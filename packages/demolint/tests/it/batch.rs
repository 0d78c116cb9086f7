//! Validating directories and lists of demo files.

use std::fs;
use std::path::{Path, PathBuf};

use demolint::{Check, Settings, validate_dir, validate_paths};
use pretty_assertions::assert_eq as pretty_assert_eq;
use simple_test_case::test_case;

use crate::{demo_with_actions, fixture};

fn write(dir: &Path, name: &str, content: &str) -> PathBuf {
    let path = dir.join(name);
    if let Some(parent) = path.parent() {
        fs::create_dir_all(parent).expect("create parent directory");
    }
    fs::write(&path, content).expect("write demo");
    path
}

#[test]
fn test_every_document_is_reported() {
    let dir = tempfile::tempdir().unwrap();
    write(dir.path(), "good.txt", &demo_with_actions(&["DONE()"]));
    write(dir.path(), "bad.txt", &demo_with_actions(&["NOPE()", "DONE()"]));
    write(dir.path(), "empty.txt", "");

    let report = validate_dir(dir.path(), &Settings::default()).unwrap();
    let ids = report.documents().keys().cloned().collect::<Vec<_>>();
    pretty_assert_eq!(ids, vec!["bad", "empty", "good"]);
    pretty_assert_eq!(report.total(), 3);
    pretty_assert_eq!(report.passed(), 1);
    pretty_assert_eq!(report.failed(), 2);
    assert!(!report.is_valid());

    assert!(report.get("good").unwrap().report.is_valid);
    assert!(report.get("bad").unwrap().report.has(Check::UnknownAction));
    assert!(report.get("empty").unwrap().report.has(Check::MissingSection));
}

#[test]
fn test_empty_directory() {
    let dir = tempfile::tempdir().unwrap();
    let report = validate_dir(dir.path(), &Settings::default()).unwrap();
    pretty_assert_eq!(report.total(), 0);
    assert!(report.is_valid());
}

#[test_case("*.txt", &["a"]; "default pattern")]
#[test_case("*.demo", &["b"]; "custom pattern")]
#[test_case("*", &["a", "b", "c"]; "everything")]
#[test]
fn test_pattern_filters_files(pattern: &str, expected: &[&str]) {
    let dir = tempfile::tempdir().unwrap();
    let demo = demo_with_actions(&["DONE()"]);
    write(dir.path(), "a.txt", &demo);
    write(dir.path(), "b.demo", &demo);
    write(dir.path(), "c.md", &demo);

    let settings = Settings {
        pattern: pattern.to_string(),
        ..Settings::default()
    };
    let report = validate_dir(dir.path(), &settings).unwrap();
    let ids = report.documents().keys().map(String::as_str).collect::<Vec<_>>();
    pretty_assert_eq!(ids, expected);
}

#[test]
fn test_subdirectories_need_recursive() {
    let dir = tempfile::tempdir().unwrap();
    let demo = demo_with_actions(&["DONE()"]);
    write(dir.path(), "top.txt", &demo);
    write(dir.path(), "office/calc.txt", &demo);

    let flat = validate_dir(dir.path(), &Settings::default()).unwrap();
    let ids = flat.documents().keys().map(String::as_str).collect::<Vec<_>>();
    pretty_assert_eq!(ids, vec!["top"]);

    let settings = Settings {
        recursive: true,
        ..Settings::default()
    };
    let nested = validate_dir(dir.path(), &settings).unwrap();
    let ids = nested.documents().keys().map(String::as_str).collect::<Vec<_>>();
    pretty_assert_eq!(ids, vec!["office/calc", "top"]);
}

#[test]
fn test_invalid_pattern_is_an_error() {
    let dir = tempfile::tempdir().unwrap();
    let settings = Settings {
        pattern: "[".to_string(),
        ..Settings::default()
    };
    let error = validate_dir(dir.path(), &settings).unwrap_err();
    assert!(format!("{error:?}").contains("invalid glob pattern"));
}

#[test]
fn test_missing_path_is_unreadable() {
    let paths = vec![
        PathBuf::from(fixture("valid.txt")),
        PathBuf::from("does/not/exist.txt"),
    ];
    let report = validate_paths(&paths, &Settings::default()).unwrap();
    pretty_assert_eq!(report.total(), 2);
    pretty_assert_eq!(report.passed(), 1);

    let missing = report.get("exist").unwrap();
    assert!(missing.source.is_none());
    assert!(missing.report.has(Check::Unreadable));
}

#[test]
fn test_colliding_ids_keep_both_documents() {
    let dir = tempfile::tempdir().unwrap();
    let demo = demo_with_actions(&["DONE()"]);
    let first = write(dir.path(), "one/notepad.txt", &demo);
    let second = write(dir.path(), "two/notepad.txt", &demo);

    let report = validate_paths(&[first, second], &Settings::default()).unwrap();
    pretty_assert_eq!(report.total(), 2);
    assert!(report.get("notepad").is_some());
}

#[test]
fn test_repeated_directory_keeps_every_document() {
    let dir = tempfile::tempdir().unwrap();
    write(dir.path(), "a.txt", &demo_with_actions(&["DONE()"]));

    let paths = vec![dir.path().to_path_buf(); 3];
    let report = validate_paths(&paths, &Settings::default()).unwrap();
    pretty_assert_eq!(report.total(), 3);
    pretty_assert_eq!(report.passed(), 3);
    assert!(report.get("a").is_some());
}

#[test]
fn test_max_wait_setting_is_applied() {
    let dir = tempfile::tempdir().unwrap();
    write(dir.path(), "slow.txt", &demo_with_actions(&["WAIT(10)", "DONE()"]));

    let settings = Settings {
        max_wait_seconds: 5.0,
        ..Settings::default()
    };
    let report = validate_dir(dir.path(), &settings).unwrap();
    let slow = report.get("slow").unwrap();
    assert!(slow.report.is_valid);
    assert!(slow.report.has(Check::LongWait));
}

#[test]
fn test_json_report_shape() {
    let dir = tempfile::tempdir().unwrap();
    write(dir.path(), "good.txt", &demo_with_actions(&["DONE()"]));
    write(dir.path(), "bad.txt", &demo_with_actions(&["WAIT(1)"]));

    let report = validate_dir(dir.path(), &Settings::default()).unwrap();
    let json = serde_json::to_value(&report).unwrap();

    pretty_assert_eq!(json["passed"], 1);
    pretty_assert_eq!(json["failed"], 1);
    pretty_assert_eq!(json["documents"]["good"]["is_valid"], true);
    pretty_assert_eq!(json["documents"]["bad"]["is_valid"], false);
    pretty_assert_eq!(
        json["documents"]["bad"]["errors"][0]["message"],
        "demo must end with DONE()"
    );
}
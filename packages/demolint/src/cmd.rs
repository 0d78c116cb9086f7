pub mod grammar;
pub mod parse;
pub mod settings;
pub mod validate;
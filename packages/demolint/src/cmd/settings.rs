//! Display the effective settings.

use clap::Args;
use color_eyre::eyre::{Context, Result};

use demolint::settings;

#[derive(Args, Clone, Debug)]
pub struct Config {}

pub fn main(_config: Config) -> Result<()> {
    match settings::user_file() {
        Some(path) => println!("# user settings: {}", path.display()),
        None => println!("# user settings: unavailable on this platform"),
    }
    println!("# project settings: {}", settings::PROJECT_FILE);

    let settings = settings::load().context("load settings")?;
    let yaml = serde_yaml::to_string(&settings).context("serialize settings")?;
    println!("{yaml}");
    Ok(())
}
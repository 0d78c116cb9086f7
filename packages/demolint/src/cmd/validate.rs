//! Validate demo files and directories of demos.
//!
//! Each document is validated independently; the command exits non-zero if
//! any document is invalid, enabling use in CI pipelines.

use std::io::{IsTerminal, stdout};
use std::path::PathBuf;
use std::process;

use clap::{Args, ValueEnum};
use color_eyre::eyre::{Context, Result};
use color_print::cprintln;

use demolint::{
    BatchReport, Settings, batch, settings,
    snippet::Source,
};

#[derive(Clone, Copy, Debug, Default, PartialEq, Eq, ValueEnum)]
pub enum Format {
    /// Annotated, human readable output.
    #[default]
    Text,

    /// A single JSON document with per-demo results and totals.
    Json,
}

#[derive(Args, Clone, Debug)]
pub struct Config {
    /// Demo files or directories to validate. Defaults to the current directory.
    #[arg()]
    pub paths: Vec<PathBuf>,

    /// Glob matched against file names inside directories (e.g. `*.txt`).
    #[arg(long)]
    pub pattern: Option<String>,

    /// Descend into subdirectories.
    #[arg(short, long)]
    pub recursive: bool,

    /// Warn about `WAIT` actions longer than this many seconds.
    #[arg(long)]
    pub max_wait: Option<f64>,

    /// Output format.
    #[arg(short, long, value_enum, default_value_t)]
    pub format: Format,

    /// Only print documents that have errors.
    #[arg(short, long)]
    pub quiet: bool,
}

impl Config {
    /// Apply command line overrides on top of the loaded settings.
    fn resolve(&self, mut settings: Settings) -> Settings {
        if let Some(pattern) = &self.pattern {
            settings.pattern = pattern.clone();
        }
        if self.recursive {
            settings.recursive = true;
        }
        if let Some(max_wait) = self.max_wait {
            settings.max_wait_seconds = max_wait;
        }
        settings
    }
}

pub fn main(config: Config) -> Result<()> {
    let settings = config.resolve(settings::load().context("load settings")?);
    let paths = if config.paths.is_empty() {
        vec![PathBuf::from(".")]
    } else {
        config.paths.clone()
    };

    let report = batch::validate_paths(&paths, &settings).context("validate demos")?;

    match config.format {
        Format::Json => {
            let json = serde_json::to_string_pretty(&report).context("serialize report")?;
            println!("{json}");
        }
        Format::Text => print_text(&report, config.quiet),
    }

    if report.is_valid() {
        Ok(())
    } else {
        process::exit(1);
    }
}

fn print_text(report: &BatchReport, quiet: bool) {
    if report.total() == 0 {
        println!("No demo files found.");
        return;
    }

    let styled = stdout().is_terminal();
    for (id, document) in report.documents() {
        let result = &document.report;
        if quiet && result.is_valid {
            continue;
        }

        if result.is_valid {
            cprintln!("<green>✓</green> {id}");
        } else {
            cprintln!("<red>✗</red> {id}");
        }

        if result.errors.is_empty() && result.warnings.is_empty() {
            continue;
        }

        let origin = document.path.display().to_string();
        match &document.source {
            Some(source) => {
                let snippet = Source::from(source.as_str()).annotate(&origin, result, styled);
                println!("{snippet}");
            }
            None => {
                for diagnostic in result.diagnostics() {
                    println!("  {}: {diagnostic}", diagnostic.severity);
                }
            }
        }
        println!();
    }

    let summary = format!(
        "{} {}: {} passed, {} failed",
        report.total(),
        if report.total() == 1 { "demo" } else { "demos" },
        report.passed(),
        report.failed()
    );
    if report.is_valid() {
        cprintln!("<green>✓</green> {}", summary);
    } else {
        cprintln!("<red>✗</red> {}", summary);
    }
}
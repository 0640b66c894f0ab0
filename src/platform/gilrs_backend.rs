use std::collections::{HashMap, HashSet};
use std::time::{SystemTime, UNIX_EPOCH};

use gilrs::ff::{BaseEffect, BaseEffectType, Effect, EffectBuilder, Repeat, Replay, Ticks};
use gilrs::{Button, Event, EventType, Gamepad, GamepadId, Gilrs};
use tracing::{debug, error, info, warn};

use super::{Buttons, ButtonType, InputBackend, InputReading, PlatformError};
use crate::controller::device::{DeviceHandle, DeviceInfo, VidPid};
use crate::controller::listener::ConnectionEvent;
use crate::haptics::Vibration;

// Length of one rumble slice; the effect repeats until it is replaced
const RUMBLE_SLICE_MS: u32 = 250;

const BUTTON_MAP: [(Button, ButtonType); 15] = [
    (Button::South, ButtonType::A),
    (Button::East, ButtonType::B),
    (Button::West, ButtonType::X),
    (Button::North, ButtonType::Y),
    (Button::Start, ButtonType::Start),
    (Button::Select, ButtonType::Select),
    (Button::LeftTrigger, ButtonType::LeftBumper),
    (Button::RightTrigger, ButtonType::RightBumper),
    (Button::LeftThumb, ButtonType::LeftStick),
    (Button::RightThumb, ButtonType::RightStick),
    (Button::DPadUp, ButtonType::DPadUp),
    (Button::DPadDown, ButtonType::DPadDown),
    (Button::DPadLeft, ButtonType::DPadLeft),
    (Button::DPadRight, ButtonType::DPadRight),
    (Button::Mode, ButtonType::Guide),
];

/// Rumble currently playing on one gamepad
#[derive(Default)]
struct ActiveRumble {
    strong: u16,
    weak: u16,
    // Dropping the effect stops it
    effect: Option<Effect>,
}

/// Real hardware through gilrs
///
/// gilrs exposes two rumble motors per gamepad. The left and right main
/// motors map to its strong and weak effects; trigger motors have no gilrs
/// counterpart and are only recorded.
pub struct GilrsBackend {
    gilrs: Gilrs,
    // Microseconds since the UNIX epoch of the last input event per gamepad
    last_input: HashMap<GamepadId, u64>,
    rumble: HashMap<GamepadId, ActiveRumble>,
    trigger_notice: HashSet<GamepadId>,
}

impl GilrsBackend {
    pub fn new() -> Result<Self, PlatformError> {
        info!("Initializing gilrs controller interface");
        let gilrs = match Gilrs::new() {
            Ok(gilrs) => {
                info!("Successfully initialized gilrs");
                gilrs
            }
            Err(gilrs::Error::NotImplemented(dummy)) => {
                warn!("Gamepad input is not supported on this platform, no devices will appear");
                dummy
            }
            Err(e) => {
                error!("Failed to initialize gilrs: {}", e);
                return Err(PlatformError::InitializationError(e.to_string()));
            }
        };

        Ok(Self {
            gilrs,
            last_input: HashMap::new(),
            rumble: HashMap::new(),
            trigger_notice: HashSet::new(),
        })
    }

    fn gamepad_id(&self, handle: DeviceHandle) -> Option<GamepadId> {
        self.gilrs
            .gamepads()
            .map(|(id, _)| id)
            .find(|id| usize::from(*id) == handle.raw())
    }
}

impl InputBackend for GilrsBackend {
    fn connected_devices(&self) -> Vec<(DeviceHandle, DeviceInfo)> {
        self.gilrs
            .gamepads()
            .map(|(id, gamepad)| {
                debug!(
                    "Gamepad {}: {} (UUID {:?}, ff: {})",
                    id,
                    gamepad.name(),
                    gamepad.uuid(),
                    gamepad.is_ff_supported()
                );
                (handle_of(id), device_info(&gamepad))
            })
            .collect()
    }

    fn pump(&mut self) -> Vec<ConnectionEvent> {
        let mut changes = Vec::new();

        while let Some(Event { id, event, time, .. }) = self.gilrs.next_event() {
            match event {
                EventType::Connected => {
                    let info = match self.gilrs.connected_gamepad(id) {
                        Some(gamepad) => device_info(&gamepad),
                        None => DeviceInfo::generic(),
                    };
                    changes.push(ConnectionEvent::Connected {
                        handle: handle_of(id),
                        info,
                    });
                }
                EventType::Disconnected => {
                    self.last_input.remove(&id);
                    self.rumble.remove(&id);
                    self.trigger_notice.remove(&id);
                    changes.push(ConnectionEvent::Disconnected {
                        handle: handle_of(id),
                    });
                }
                EventType::ButtonPressed(..)
                | EventType::ButtonReleased(..)
                | EventType::ButtonRepeated(..)
                | EventType::ButtonChanged(..)
                | EventType::AxisChanged(..) => {
                    self.last_input.insert(id, micros_since_epoch(time));
                }
                _ => debug!("Ignoring gilrs event: {:?}", event),
            }
        }

        changes
    }

    fn reading(&self, handle: DeviceHandle) -> Option<InputReading> {
        let id = self.gamepad_id(handle)?;
        let gamepad = self.gilrs.connected_gamepad(id)?;

        let buttons = BUTTON_MAP
            .iter()
            .filter(|(button, _)| gamepad.is_pressed(*button))
            .fold(Buttons::empty(), |mask, (_, button_type)| {
                mask | button_type.mask()
            });
        let timestamp = self.last_input.get(&id).copied().unwrap_or(0);

        Some(InputReading::new(timestamp, buttons))
    }

    fn set_vibration(
        &mut self,
        handle: DeviceHandle,
        vibration: &Vibration,
    ) -> Result<(), PlatformError> {
        let id = self
            .gamepad_id(handle)
            .ok_or(PlatformError::UnknownDevice(handle))?;

        if !self.gilrs.gamepad(id).is_ff_supported() {
            debug!("Gamepad {} has no force feedback, skipping vibration", id);
            return Ok(());
        }

        if (vibration.left_trigger > 0.0 || vibration.right_trigger > 0.0)
            && self.trigger_notice.insert(id)
        {
            info!(
                "Gamepad {}: trigger motors are not available through gilrs, only main motors vibrate",
                id
            );
        }

        let strong = magnitude(vibration.left_motor);
        let weak = magnitude(vibration.right_motor);

        let active = self.rumble.entry(id).or_default();
        if active.strong == strong && active.weak == weak {
            return Ok(());
        }

        active.strong = strong;
        active.weak = weak;
        active.effect = None;

        if strong == 0 && weak == 0 {
            debug!("Gamepad {}: rumble stopped", id);
            return Ok(());
        }

        let effect = EffectBuilder::new()
            .add_effect(rumble_effect(BaseEffectType::Strong { magnitude: strong }))
            .add_effect(rumble_effect(BaseEffectType::Weak { magnitude: weak }))
            .repeat(Repeat::Infinitely)
            .gamepads(&[id])
            .finish(&mut self.gilrs)
            .map_err(|e| PlatformError::ForceFeedbackError(e.to_string()))?;
        effect
            .play()
            .map_err(|e| PlatformError::ForceFeedbackError(e.to_string()))?;

        debug!("Gamepad {}: rumble strong={} weak={}", id, strong, weak);
        active.effect = Some(effect);
        Ok(())
    }
}

fn handle_of(id: GamepadId) -> DeviceHandle {
    DeviceHandle::new(usize::from(id))
}

fn device_info(gamepad: &Gamepad<'_>) -> DeviceInfo {
    let vid_pid = match (gamepad.vendor_id(), gamepad.product_id()) {
        (Some(vendor_id), Some(product_id)) => Some(VidPid::new(vendor_id, product_id)),
        _ => None,
    };
    DeviceInfo {
        name: Some(gamepad.name().to_string()),
        vid_pid,
    }
}

fn rumble_effect(kind: BaseEffectType) -> BaseEffect {
    BaseEffect {
        kind,
        scheduling: Replay {
            play_for: Ticks::from_ms(RUMBLE_SLICE_MS),
            ..Default::default()
        },
        envelope: Default::default(),
    }
}

// Maps an intensity in [0, 1] onto the gilrs magnitude range
fn magnitude(intensity: f64) -> u16 {
    (intensity.clamp(0.0, 1.0) * f64::from(u16::MAX)).round() as u16
}

fn micros_since_epoch(time: SystemTime) -> u64 {
    time.duration_since(UNIX_EPOCH)
        .map(|elapsed| u64::try_from(elapsed.as_micros()).unwrap_or(u64::MAX))
        .unwrap_or(0)
}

════

Show the lines of the data that hold the word "first".

> _Finished exercise_:
    let first = write(dir.path(), "one/notepad.txt", &demo);
    let report = validate_paths(&[first, second], &Settings::default()).unwrap();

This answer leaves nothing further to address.